Special Effects Stage (known as Special Effects Stages from 2002 to 2010, Special Effects Stage from 2010 to 2015, and Special Effects Show from 2016 to 2023) was an attraction at Universal Studios Hollywood. Originally located in the park's Lower Lot area, it was relocated to the Upper Lot’s Castle Theater to make way for Transformers: The Ride 3D. The attraction opened in this second and final location on June 26, 2010. The show permanently closed on January 8, 2023 alongside Universal's Animal Actors, and both will be replaced by Fast & Furious: Hollywood Drift.
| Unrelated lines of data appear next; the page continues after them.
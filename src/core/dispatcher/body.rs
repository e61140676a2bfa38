//! Request body normalization

use super::types::{ContentKind, RawRequest};
use crate::utils::error::{GatewayError, Result};
use actix_multipart::Multipart;
use actix_web::error::PayloadError;
use actix_web::http::header::{CONTENT_TYPE, HeaderMap, HeaderValue};
use futures::StreamExt;
use serde_json::{Map, Value, json};
use tracing::debug;

/// Turn the raw body into the executor input according to `Content-Type`
pub fn parse_body(request: &RawRequest) -> Result<(Value, ContentKind)> {
    let media_type = request.media_type();
    let body = &request.body;

    match media_type.as_deref() {
        Some(mt) if mt == "application/json" || mt.ends_with("+json") => {
            if body.iter().all(u8::is_ascii_whitespace) {
                return Ok((json!({}), ContentKind::Empty));
            }
            serde_json::from_slice(body)
                .map(|value| (value, ContentKind::Json))
                .map_err(|e| GatewayError::bad_request(format!("Invalid JSON: {}", e)))
        }
        Some("multipart/form-data") => Ok((parse_multipart(request), ContentKind::Form)),
        Some("application/x-www-form-urlencoded") => {
            let fields: Map<String, Value> = url::form_urlencoded::parse(body)
                .map(|(k, v)| (k.into_owned(), Value::String(v.into_owned())))
                .collect();
            Ok((Value::Object(fields), ContentKind::Form))
        }
        Some("text/plain") => Ok((
            Value::String(String::from_utf8_lossy(body).into_owned()),
            ContentKind::Text,
        )),
        _ if body.is_empty() => Ok((json!({}), ContentKind::Empty)),
        _ => Ok((
            Value::String(String::from_utf8_lossy(body).into_owned()),
            ContentKind::Text,
        )),
    }
}

/// Fields become strings; file parts become `{ filename, contentType, size }`.
/// Malformed input yields whatever was read before the error.
///
/// `Multipart` is `!Send`, so it is driven to completion here over the
/// in-memory body and never lives across an await of the caller.
fn parse_multipart(request: &RawRequest) -> Value {
    let Some(content_type) = request
        .header("content-type")
        .and_then(|ct| HeaderValue::from_str(ct).ok())
    else {
        return Value::Object(Map::new());
    };
    let mut headers = HeaderMap::new();
    headers.insert(CONTENT_TYPE, content_type);

    let body = request.body.clone();
    let stream = futures::stream::iter(vec![Ok::<_, PayloadError>(body)]);
    futures::executor::block_on(read_multipart(Multipart::new(&headers, stream)))
}

async fn read_multipart(mut multipart: Multipart) -> Value {
    let mut fields = Map::new();

    while let Some(item) = multipart.next().await {
        let mut field = match item {
            Ok(field) => field,
            Err(e) => {
                debug!("Stopped reading multipart body: {}", e);
                break;
            }
        };

        let Some(name) = field.name().map(str::to_string) else {
            continue;
        };
        let filename = field
            .content_disposition()
            .and_then(|cd| cd.get_filename())
            .map(str::to_string);
        let part_type = field.content_type().map(|mime| mime.to_string());

        let mut data = Vec::new();
        let mut complete = true;
        while let Some(chunk) = field.next().await {
            match chunk {
                Ok(bytes) => data.extend_from_slice(&bytes),
                Err(e) => {
                    debug!(field = %name, "Stopped reading multipart field: {}", e);
                    complete = false;
                    break;
                }
            }
        }
        if !complete {
            break;
        }

        let value = match filename {
            Some(filename) => json!({
                "filename": filename,
                "contentType": part_type,
                "size": data.len(),
            }),
            None => Value::String(String::from_utf8_lossy(&data).into_owned()),
        };
        fields.insert(name, value);
    }

    Value::Object(fields)
}
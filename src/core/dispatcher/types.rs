//! Dispatcher request and result types

use crate::utils::error::GatewayError;
use bytes::Bytes;
use indexmap::IndexMap;
use serde::Serialize;
use serde_json::{Map, Value, json};
use std::collections::HashMap;

pub const EXECUTION_TIME_HEADER: &str = "X-Execution-Time";

/// Inbound HTTP request as the dispatcher and executors see it
#[derive(Debug, Clone, Default, Serialize)]
pub struct RawRequest {
    pub method: String,
    pub path: String,
    pub query: HashMap<String, String>,
    /// Header names are stored lowercased
    pub headers: IndexMap<String, String>,
    #[serde(skip)]
    pub body: Bytes,
}

impl RawRequest {
    pub fn new(method: impl Into<String>, path: impl Into<String>) -> Self {
        Self {
            method: method.into().to_ascii_uppercase(),
            path: path.into(),
            ..Self::default()
        }
    }

    pub fn with_header(mut self, name: &str, value: impl Into<String>) -> Self {
        self.headers.insert(name.to_ascii_lowercase(), value.into());
        self
    }

    pub fn with_query(mut self, name: impl Into<String>, value: impl Into<String>) -> Self {
        self.query.insert(name.into(), value.into());
        self
    }

    pub fn with_body(mut self, body: impl Into<Bytes>) -> Self {
        self.body = body.into();
        self
    }

    pub fn header(&self, name: &str) -> Option<&str> {
        self.headers
            .get(&name.to_ascii_lowercase())
            .map(String::as_str)
    }

    /// Lowercased media type without parameters
    pub fn media_type(&self) -> Option<String> {
        self.header("content-type").map(|value| {
            value
                .split(';')
                .next()
                .unwrap_or_default()
                .trim()
                .to_ascii_lowercase()
        })
    }
}

/// How the request body was interpreted
#[derive(Debug, Clone, Copy, PartialEq, Eq, Serialize)]
#[serde(rename_all = "lowercase")]
pub enum ContentKind {
    Json,
    Form,
    Text,
    Empty,
}

/// Normalized invocation input
#[derive(Debug, Clone, PartialEq, Serialize)]
pub struct InvocationRequest {
    pub function_id: String,
    pub version: Option<String>,
    pub params: HashMap<String, String>,
    pub body: Value,
    pub content_kind: ContentKind,
}

/// `_meta` block of every envelope produced after executor selection
///
/// `executorType`, `duration` and `executedWith` always come from the
/// dispatcher; executor metadata with the same names is dropped.
#[derive(Debug, Clone, PartialEq)]
pub struct ResultMeta {
    pub executor_type: String,
    /// Wall-clock milliseconds spent executing
    pub duration: Option<u64>,
    pub executed_with: Option<String>,
    /// Extra metadata reported by the executor
    pub extra: Map<String, Value>,
}

impl ResultMeta {
    pub const RESERVED_KEYS: [&'static str; 3] = ["executorType", "duration", "executedWith"];

    pub fn new(executor_type: impl Into<String>) -> Self {
        Self {
            executor_type: executor_type.into(),
            duration: None,
            executed_with: None,
            extra: Map::new(),
        }
    }

    pub fn with_duration(mut self, duration_ms: u64) -> Self {
        self.duration = Some(duration_ms);
        self
    }

    /// Attach executor metadata, minus the reserved keys
    pub fn with_extra(mut self, mut extra: Map<String, Value>) -> Self {
        for key in Self::RESERVED_KEYS {
            extra.remove(key);
        }
        self.extra = extra;
        self
    }

    pub fn to_value(&self) -> Value {
        let mut object = self.extra.clone();
        object.insert(
            "executorType".to_string(),
            Value::String(self.executor_type.clone()),
        );
        if let Some(duration) = self.duration {
            object.insert("duration".to_string(), Value::from(duration));
        }
        if let Some(runtime) = &self.executed_with {
            object.insert("executedWith".to_string(), Value::String(runtime.clone()));
        }
        Value::Object(object)
    }
}

/// Final output of the pipeline; the body is always JSON
#[derive(Debug, Clone, PartialEq)]
pub struct InvocationResult {
    pub status: u16,
    pub body: Value,
    pub meta: Option<ResultMeta>,
}

impl InvocationResult {
    pub fn new(status: u16, body: Value, meta: Option<ResultMeta>) -> Self {
        Self { status, body, meta }
    }

    /// `{ error }` for failures before an executor was chosen
    pub fn from_error(err: &GatewayError) -> Self {
        Self::new(
            err.status().as_u16(),
            json!({ "error": err.public_message() }),
            None,
        )
    }

    /// `{ error, _meta }` for failures attributed to an executor type
    pub fn from_executor_error(err: &GatewayError, meta: ResultMeta) -> Self {
        Self::new(
            err.status().as_u16(),
            json!({ "error": err.public_message(), "_meta": meta.to_value() }),
            Some(meta),
        )
    }

    /// Value for the `X-Execution-Time` header, when execution started
    pub fn execution_time(&self) -> Option<u64> {
        self.meta.as_ref().and_then(|meta| meta.duration)
    }

    pub fn is_success(&self) -> bool {
        (200..300).contains(&self.status)
    }
}
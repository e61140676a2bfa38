//! Types for admission control

use indexmap::IndexMap;
use serde_json::{Value, json};
use std::collections::HashMap;

pub const HEADER_LIMIT: &str = "X-RateLimit-Limit";
pub const HEADER_REMAINING: &str = "X-RateLimit-Remaining";
pub const HEADER_RESET: &str = "X-RateLimit-Reset";

/// Counter state for one (dimension, key) pair
#[derive(Debug, Clone, Copy, PartialEq, Eq)]
pub struct WindowState {
    /// Requests seen in the current window, including denied ones
    pub count: u64,
    /// Window start in epoch milliseconds
    pub window_start: u64,
}

impl WindowState {
    pub fn new(count: u64, window_start: u64) -> Self {
        Self {
            count,
            window_start,
        }
    }
}

/// Store key: the rule name plus the key extracted for it
#[derive(Debug, Clone, PartialEq, Eq, Hash)]
pub struct WindowKey {
    pub dimension: String,
    pub key: String,
}

impl WindowKey {
    pub fn new(dimension: impl Into<String>, key: impl Into<String>) -> Self {
        Self {
            dimension: dimension.into(),
            key: key.into(),
        }
    }
}

/// The parts of an inbound request the limiter looks at
#[derive(Debug, Clone, Default)]
pub struct RateLimitRequest {
    pub method: String,
    pub path: String,
    /// Header names are stored lowercased
    headers: HashMap<String, String>,
}

impl RateLimitRequest {
    pub fn new(method: impl Into<String>, path: impl Into<String>) -> Self {
        Self {
            method: method.into().to_ascii_uppercase(),
            path: path.into(),
            headers: HashMap::new(),
        }
    }

    pub fn with_header(mut self, name: &str, value: impl Into<String>) -> Self {
        self.insert_header(name, value);
        self
    }

    pub fn insert_header(&mut self, name: &str, value: impl Into<String>) {
        self.headers.insert(name.to_ascii_lowercase(), value.into());
    }

    /// Case-insensitive header lookup
    pub fn header(&self, name: &str) -> Option<&str> {
        self.headers
            .get(&name.to_ascii_lowercase())
            .map(String::as_str)
    }
}

/// Caller-supplied hints that the raw request may not carry
#[derive(Debug, Clone, Default)]
pub struct RateLimitContext {
    /// Explicit function id; wins over the one parsed from the path
    pub function_id: Option<String>,
    /// Method used for endpoint rules
    pub method: Option<String>,
    /// Path used for endpoint rules
    pub path: Option<String>,
}

impl RateLimitContext {
    pub fn for_function(function_id: impl Into<String>) -> Self {
        Self {
            function_id: Some(function_id.into()),
            ..Self::default()
        }
    }
}

/// Admission decision for one request
#[derive(Debug, Clone, PartialEq)]
pub struct RateLimitVerdict {
    pub allowed: bool,
    /// Dimension that denied the request; always set when `allowed` is false
    pub limit_type: Option<String>,
    /// `X-RateLimit-*` headers for the response
    pub headers: IndexMap<String, String>,
    pub retry_after_secs: Option<u64>,
    /// End of the denying window in epoch milliseconds
    pub reset_at: Option<u64>,
}

impl RateLimitVerdict {
    /// Admit without touching counters or emitting headers
    pub fn allow() -> Self {
        Self {
            allowed: true,
            limit_type: None,
            headers: IndexMap::new(),
            retry_after_secs: None,
            reset_at: None,
        }
    }

    /// 429 payload: `{ error, message, retryAfter, resetAt }`
    pub fn denial_body(&self) -> Value {
        let limit_type = self.limit_type.as_deref().unwrap_or("request");
        let retry_after = self.retry_after_secs.unwrap_or(1);
        json!({
            "error": "Too Many Requests",
            "message": format!(
                "Rate limit exceeded for {}. Try again in {} seconds.",
                limit_type, retry_after
            ),
            "retryAfter": retry_after,
            "resetAt": self.reset_at,
        })
    }
}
The attraction took guests through demonstrations of how movie special effects are created, including Motion-capture, Chroma key, and Stop-motion techniques. It included sections with park guest participation and lifted elements from Universal's Horror Make-Up Show at Universal Studios Florida. The live attraction had two hosts: an older, practical effects guru and a younger, digital effects artist.

== Films featured ==
The attraction's structure and the films showcased within it changed over time. The show's first and final performances consisted of:

=== First performance (January 2002) ===

- Stage 1 (The Virtual Studio): Jurassic Park, The Mummy Returns, Gladiator
- Stage 2 (The Creature Factory): Dr. Seuss' How the Grinch Stole Christmas, The Nutty Professor, The Mummy, Child's Play, Jurassic Park, Frankenstein, The Phantom of the Opera
- Stage 3 (Sound Stage): U-571, Shrek, Scorpion King

=== Final performance (January 8, 2023) ===
Jurassic World, E.T. the Extra-Terrestrial, King Kong, Jurassic Park, Minions, The Incredible Hulk, The Mummy, Back to the Future, Ted, The Secret Life of Pets, Jaws, Sing, Apollo 13, The Fast and the Furious, The Bourne Identity, Identity Thief, Dracula, Child's Play

== History ==
Before this show's opening in 2002, various other special effect-centric shows took place in the park's lower-lot area from the 1970s to 1990s, including:

- The Six Million Dollar Man/Bionic Woman Testing Center
- Special Effects Stage/2010 Special Effects Stage
- The World of Cinemagic (The Magic of Hitchcock, Back to the Future Special Effects Stage, and Harry and the Hendersons Sound Effects Show)
 Some of these shows were included within the park's Backlot Tour, and some were stand-alone attractions.